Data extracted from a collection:
################

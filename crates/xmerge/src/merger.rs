//! Merge runs and whole-document merging.

use xmerge_xml::{Document, NodeId};

use crate::context::{MergeContext, MergeReport};
use crate::error::{MergeError, MergeResult};
use crate::matcher::ElementMatcher;
use crate::node::MergeNode;
use crate::options::MergeOptions;
use crate::strategy::{MergeStrategy, Strategy, strip_reserved};

/// State of one merge of a template into a target.
///
/// A run owns the identity rule cache, so each run must merge one pair of
/// documents only. Independent runs can proceed on separate threads.
#[derive(Debug)]
pub struct MergeRun {
    matcher: ElementMatcher,
    options: MergeOptions,
    context: MergeContext,
}

impl MergeRun {
    pub fn new(options: MergeOptions) -> Self {
        Self {
            matcher: ElementMatcher::new(options.ambiguity),
            options,
            context: MergeContext::new(),
        }
    }

    pub fn options(&self) -> &MergeOptions {
        &self.options
    }

    pub fn matcher(&self) -> &ElementMatcher {
        &self.matcher
    }

    pub fn context(&self) -> &MergeContext {
        &self.context
    }

    /// Merge `template_node` into `target_node` with `strategy`.
    pub fn merge(
        &mut self,
        strategy: MergeStrategy,
        template: &Document,
        template_node: NodeId,
        target: &mut Document,
        target_node: NodeId,
    ) -> MergeResult<()> {
        Strategy::create(
            strategy,
            &mut self.matcher,
            &self.options,
            &mut self.context,
        )
        .merge(template, template_node, target, target_node)
    }

    /// End the run, returning the warnings it produced.
    pub fn finish(self) -> MergeReport {
        self.context.into_report()
    }
}

/// Merge `template` into `target` starting at their document elements.
///
/// The root strategy is the one declared on the template's document element,
/// or the default strategy of `options`. Merge markup is removed from the
/// whole target afterwards.
pub fn merge_documents(
    template: &Document,
    target: &mut Document,
    options: &MergeOptions,
) -> MergeResult<MergeReport> {
    let (template_root, _) = document_elements(template, target)?;
    let root = MergeNode::new(template, template_root, &options.vocabulary);
    let strategy = match root {
        Some(root) => root.strategy()?.unwrap_or(options.default_strategy),
        None => options.default_strategy,
    };
    merge_documents_with(strategy, template, target, options)
}

/// Like [`merge_documents`], with an explicit root strategy.
pub fn merge_documents_with(
    strategy: MergeStrategy,
    template: &Document,
    target: &mut Document,
    options: &MergeOptions,
) -> MergeResult<MergeReport> {
    let (template_root, target_root) = document_elements(template, target)?;
    tracing::debug!(
        template = template.origin(),
        target = target.origin(),
        strategy = %strategy,
        "Merging documents"
    );

    let mut run = MergeRun::new(options.clone());
    run.merge(strategy, template, template_root, target, target_root)?;

    let root = target.root();
    strip_reserved(target, root, &options.vocabulary).map_err(|source| MergeError::Document {
        operation: "strip",
        path: "/".to_string(),
        origin: target.origin().to_string(),
        source,
    })?;
    Ok(run.finish())
}

fn document_elements(template: &Document, target: &Document) -> MergeResult<(NodeId, NodeId)> {
    let missing = |document: &Document| MergeError::Document {
        operation: "merge",
        path: "/".to_string(),
        origin: document.origin().to_string(),
        source: xmerge_xml::Error::EmptyDocument {
            origin: document.origin().to_string(),
        },
    };
    let template_root = template.document_element().ok_or_else(|| missing(template))?;
    let target_root = target.document_element().ok_or_else(|| missing(target))?;

    let (template_name, target_name) = (
        template.element(template_root).map(|e| e.qname()),
        target.element(target_root).map(|e| e.qname()),
    );
    if template_name != target_name {
        let describe = |name: Option<xmerge_xml::QName>| name.map(|n| n.to_string()).unwrap_or_default();
        return Err(MergeError::RootMismatch {
            template: describe(template_name),
            template_origin: template.origin().to_string(),
            target: describe(target_name),
            target_origin: target.origin().to_string(),
        });
    }
    Ok((template_root, target_root))
}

################

WHAT THE TASK REQUIRES: Every record above should be written out exactly.

COMPLETED TASK:
filename crates/xmerge/src/merger.rs
//! Merge runs and whole-document merging.

use xmerge_xml::{Document, NodeId};

use crate::context::{MergeContext, MergeReport};
use crate::error::{MergeError, MergeResult};
use crate::matcher::ElementMatcher;
use crate::node::MergeNode;
use crate::options::MergeOptions;
use crate::strategy::{MergeStrategy, Strategy, strip_reserved};

/// State of one merge of a template into a target.
///
/// A run owns the identity rule cache, so each run must merge one pair of
/// documents only. Independent runs can proceed on separate threads.
#[derive(Debug)]
pub struct MergeRun {
    matcher: ElementMatcher,
    options: MergeOptions,
    context: MergeContext,
}

impl MergeRun {
    pub fn new(options: MergeOptions) -> Self {
        Self {
            matcher: ElementMatcher::new(options.ambiguity),
            options,
            context: MergeContext::new(),
        }
    }

    pub fn options(&self) -> &MergeOptions {
        &self.options
    }

    pub fn matcher(&self) -> &ElementMatcher {
        &self.matcher
    }

    pub fn context(&self) -> &MergeContext {
        &self.context
    }

    /// Merge `template_node` into `target_node` with `strategy`.
    pub fn merge(
        &mut self,
        strategy: MergeStrategy,
        template: &Document,
        template_node: NodeId,
        target: &mut Document,
        target_node: NodeId,
    ) -> MergeResult<()> {
        Strategy::create(
            strategy,
            &mut self.matcher,
            &self.options,
            &mut self.context,
        )
        .merge(template, template_node, target, target_node)
    }

    /// End the run, returning the warnings it produced.
    pub fn finish(self) -> MergeReport {
        self.context.into_report()
    }
}

/// Merge `template` into `target` starting at their document elements.
///
/// The root strategy is the one declared on the template's document element,
/// or the default strategy of `options`. Merge markup is removed from the
/// whole target afterwards.
pub fn merge_documents(
    template: &Document,
    target: &mut Document,
    options: &MergeOptions,
) -> MergeResult<MergeReport> {
    let (template_root, _) = document_elements(template, target)?;
    let root = MergeNode::new(template, template_root, &options.vocabulary);
    let strategy = match root {
        Some(root) => root.strategy()?.unwrap_or(options.default_strategy),
        None => options.default_strategy,
    };
    merge_documents_with(strategy, template, target, options)
}

/// Like [`merge_documents`], with an explicit root strategy.
pub fn merge_documents_with(
    strategy: MergeStrategy,
    template: &Document,
    target: &mut Document,
    options: &MergeOptions,
) -> MergeResult<MergeReport> {
    let (template_root, target_root) = document_elements(template, target)?;
    tracing::debug!(
        template = template.origin(),
        target = target.origin(),
        strategy = %strategy,
        "Merging documents"
    );

    let mut run = MergeRun::new(options.clone());
    run.merge(strategy, template, template_root, target, target_root)?;

    let root = target.root();
    strip_reserved(target, root, &options.vocabulary).map_err(|source| MergeError::Document {
        operation: "strip",
        path: "/".to_string(),
        origin: target.origin().to_string(),
        source,
    })?;
    Ok(run.finish())
}

fn document_elements(template: &Document, target: &Document) -> MergeResult<(NodeId, NodeId)> {
    let missing = |document: &Document| MergeError::Document {
        operation: "merge",
        path: "/".to_string(),
        origin: document.origin().to_string(),
        source: xmerge_xml::Error::EmptyDocument {
            origin: document.origin().to_string(),
        },
    };
    let template_root = template.document_element().ok_or_else(|| missing(template))?;
    let target_root = target.document_element().ok_or_else(|| missing(target))?;

    let (template_name, target_name) = (
        template.element(template_root).map(|e| e.qname()),
        target.element(target_root).map(|e| e.qname()),
    );
    if template_name != target_name {
        let describe = |name: Option<xmerge_xml::QName>| name.map(|n| n.to_string()).unwrap_or_default();
        return Err(MergeError::RootMismatch {
            template: describe(template_name),
            template_origin: template.origin().to_string(),
            target: describe(target_name),
            target_origin: target.origin().to_string(),
        });
    }
    Ok((template_root, target_root))
}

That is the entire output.